Eventually, they were all reunited at this beautiful mansion in Florence that they will inevitably tear apart. Have I mentioned how much I hate these people? Well, everyone except Snooki.
I don’t feel like doing a full recap of two episodes, so here are some of the highlights:
Mike is still a drama queen, bragging to everyone how he hooked up with Snooki despite her having a boyfriend.
Ronnie and Sammi saying over and over again that they’re not getting back together. And then Sammi telling Ronnie she wants to get back together.
A conversation between two of the girls (not sure which ones since we only heard their voices), in which they walk past a random church in Florence and one asks if that’s the Vatican. The other responded, “Yeah probably.”
Later on, the Situation said something about seeing the Vatican from a rooftop restaurant. Vinny’s all like, “Uh, the Vatican is in Rome. We’re in Florence.” Seriously, how come only one person among the eight knows where the Vatican is???
Upon learning that they’re job will be working at a pizza place, J-WOWW gives a spiel about how when she’s 80, she’ll be teaching her kids how to make pizza, and that if they give her any lip about it, she’s gonna say, “I learned how to do this in Florence, bitches!” Woww. So many things wrong here. Why will she be giving her kids a pizza-cooking lesson at the ripe old age of 80? And she already knows that her kids won’t have any respect for her…even when they would presumably be in their 50s? And I’m sure she has no clue that real Italian pizza comes from Naples, not Florence.
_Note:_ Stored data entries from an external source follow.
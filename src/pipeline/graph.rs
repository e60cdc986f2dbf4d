//! Copy-on-write pipeline and layer delta chains.
//!
//! Pipelines and layers live in two [`SlotMap`] arenas owned by
//! [`PipelineGraph`]. Every node points at its parent and only stores the
//! state groups listed in its `differences` mask; everything else is
//! inherited. The node that stores a group for a given pipeline is that
//! pipeline's *authority* for the group.
//!
//! # Layers
//!
//! A pipeline that is an authority for [`PipelineState::LAYERS`] records the
//! number of layers and the layers it owns itself (`layer_differences`). The
//! full layer list is resolved by texture unit: walking up from the authority,
//! the first layer found for each unit slot wins.
//!
//! # Mutation rules
//!
//! - Setting a value equal to the current resolved value is a no-op.
//! - A pipeline with children is copied before it is modified: the children
//!   are reparented to a copy of its current state so they never observe the
//!   change.
//! - A layer with children, or owned by another pipeline, is immutable; the
//!   writer derives its own layer instead.
//! - A difference equal to the parent's resolved value is dropped again.
//!
//! Every mutation reports itself to a [`StateObserver`] *before* the new
//! value is stored.

use std::cell::RefCell;

use rustc_hash::FxHashMap;
use slotmap::{SlotMap, new_key_type};
use smallvec::{SmallVec, smallvec};

use super::combine::LayerCombine;
use super::snippet::{Snippet, SnippetList};
use super::state::{
    AlphaFunc, BlendState, Color, DepthState, Filters, LayerState, PipelineState, Texture,
    TextureComponents, TextureId, TextureType,
};
use crate::errors::{PipelineError, Result};

new_key_type! {
    pub struct PipelineHandle;
    pub struct LayerHandle;
}

/// Layers of a pipeline ordered by texture unit.
pub type LayerList = SmallVec<[LayerHandle; 8]>;

/// Receives change notifications from the graph.
///
/// Layer-driven changes of [`PipelineState::LAYERS`] are reported only
/// through [`layer_pre_change`](Self::layer_pre_change); only changes to the
/// number of layers are reported as pipeline changes.
pub trait StateObserver {
    fn pipeline_pre_change(&mut self, _pipeline: PipelineHandle, _change: PipelineState) {}

    /// `owner` is the pipeline being modified through `layer`.
    fn layer_pre_change(&mut self, _owner: PipelineHandle, _layer: LayerHandle, _change: LayerState) {
    }

    /// The pipeline node has been removed from the graph.
    fn pipeline_destroyed(&mut self, _pipeline: PipelineHandle) {}
}

impl StateObserver for () {}
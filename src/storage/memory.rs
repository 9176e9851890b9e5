//! In-process storage backend.

use std::cell::{Cell, RefCell};
use std::collections::HashMap;

use super::StorageBackend;
use crate::types::errors::StorageError;

/// HashMap-backed medium with an optional byte quota.
///
/// `set_unavailable(true)` makes every access fail, which is how tests model
/// a browser with storage disabled.
#[derive(Debug, Default)]
pub struct MemoryStorage {
    items: RefCell<HashMap<String, String>>,
    quota_bytes: Option<usize>,
    unavailable: Cell<bool>,
}

impl MemoryStorage {
    pub fn new() -> Self {
        Self::default()
    }

    /// Caps the summed length of all keys and values.
    pub fn with_quota(quota_bytes: usize) -> Self {
        Self {
            quota_bytes: Some(quota_bytes),
            ..Self::default()
        }
    }

    pub fn set_unavailable(&self, unavailable: bool) {
        self.unavailable.set(unavailable);
    }

    /// Writes raw text, bypassing quota and availability. Used to seed
    /// corrupted or legacy values.
    pub fn insert_raw(&self, key: &str, value: &str) {
        self.items
            .borrow_mut()
            .insert(key.to_string(), value.to_string());
    }

    pub fn raw(&self, key: &str) -> Option<String> {
        self.items.borrow().get(key).cloned()
    }

    pub fn len(&self) -> usize {
        self.items.borrow().len()
    }

    pub fn is_empty(&self) -> bool {
        self.items.borrow().is_empty()
    }

    fn used_bytes_without(&self, key: &str) -> usize {
        self.items
            .borrow()
            .iter()
            .filter(|(k, _)| k.as_str() != key)
            .map(|(k, v)| k.len() + v.len())
            .sum()
    }

    fn check_available(&self) -> Result<(), StorageError> {
        if self.unavailable.get() {
            Err(StorageError::Unavailable)
        } else {
            Ok(())
        }
    }
}

impl StorageBackend for MemoryStorage {
    fn read(&self, key: &str) -> Result<Option<String>, StorageError> {
        self.check_available()?;
        Ok(self.items.borrow().get(key).cloned())
    }

    fn write(&self, key: &str, value: &str) -> Result<(), StorageError> {
        self.check_available()?;
        if let Some(limit) = self.quota_bytes {
            let needed = self.used_bytes_without(key) + key.len() + value.len();
            if needed > limit {
                return Err(StorageError::QuotaExceeded { needed, limit });
            }
        }
        self.items
            .borrow_mut()
            .insert(key.to_string(), value.to_string());
        Ok(())
    }

    fn remove(&self, key: &str) -> Result<(), StorageError> {
        self.check_available()?;
        self.items.borrow_mut().remove(key);
        Ok(())
    }
}
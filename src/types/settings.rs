use std::path::PathBuf;

use serde::{Deserialize, Serialize};

/// Top-level application settings.
#[derive(Debug, Clone, Serialize, Deserialize, PartialEq, Default)]
#[serde(default)]
pub struct AppSettings {
    pub search: SearchSettings,
    pub history: HistorySettings,
    pub storage: StorageSettings,
}

/// Remote search tuning.
#[derive(Debug, Clone, Serialize, Deserialize, PartialEq)]
#[serde(default)]
pub struct SearchSettings {
    /// Origin serving `/api/search/{query}`.
    pub base_url: String,
    pub debounce_ms: u64,
    /// Queries shorter than this (after trimming) never hit the network.
    pub min_query_chars: usize,
    pub max_results: usize,
    pub timeout_secs: u64,
}

impl Default for SearchSettings {
    fn default() -> Self {
        Self {
            base_url: "http://127.0.0.1:5000".to_string(),
            debounce_ms: 400,
            min_query_chars: 2,
            max_results: 6,
            timeout_secs: 10,
        }
    }
}

#[derive(Debug, Clone, Serialize, Deserialize, PartialEq)]
#[serde(default)]
pub struct HistorySettings {
    pub max_entries: usize,
}

impl Default for HistorySettings {
    fn default() -> Self {
        Self { max_entries: 50 }
    }
}

#[derive(Debug, Clone, Serialize, Deserialize, PartialEq, Default)]
#[serde(default)]
pub struct StorageSettings {
    /// Prepended to every storage key.
    pub key_prefix: String,
    /// SQLite file; `None` uses `animeku.db` in the platform data dir.
    pub database_path: Option<PathBuf>,
}

/// Persisted colour scheme preference.
#[derive(Debug, Clone, Copy, Serialize, Deserialize, PartialEq, Eq, Default)]
#[serde(rename_all = "lowercase")]
pub enum ThemeMode {
    #[default]
    Dark,
    Light,
}

impl ThemeMode {
    /// The bare value stored under the `theme` key.
    pub fn as_str(self) -> &'static str {
        match self {
            ThemeMode::Dark => "dark",
            ThemeMode::Light => "light",
        }
    }

    /// Parses a stored value; anything but `dark` or `light` is `None`.
    pub fn parse(value: &str) -> Option<Self> {
        match value.trim() {
            "dark" => Some(ThemeMode::Dark),
            "light" => Some(ThemeMode::Light),
            _ => None,
        }
    }

    pub fn toggled(self) -> Self {
        match self {
            ThemeMode::Dark => ThemeMode::Light,
            ThemeMode::Light => ThemeMode::Dark,
        }
    }
}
Sammi holding up a plastic container of raspberries and saying, “These strawberries look funny. What’s wrong with them? Are these strawberries okay to eat like this?” To which Deena, in a rare stroke of genius, responds, “They’re, like, raspberries.”
The crew going grocery shopping and lamenting how all the packaging is in a different language.
The Situation being shown receiving oral sex by some bimbo. How did they get away with showing that? And how do I sufficiently sanitize my eyes after watching it?
Finally, seeing Deena and Pauly D kiss. So romantic, right?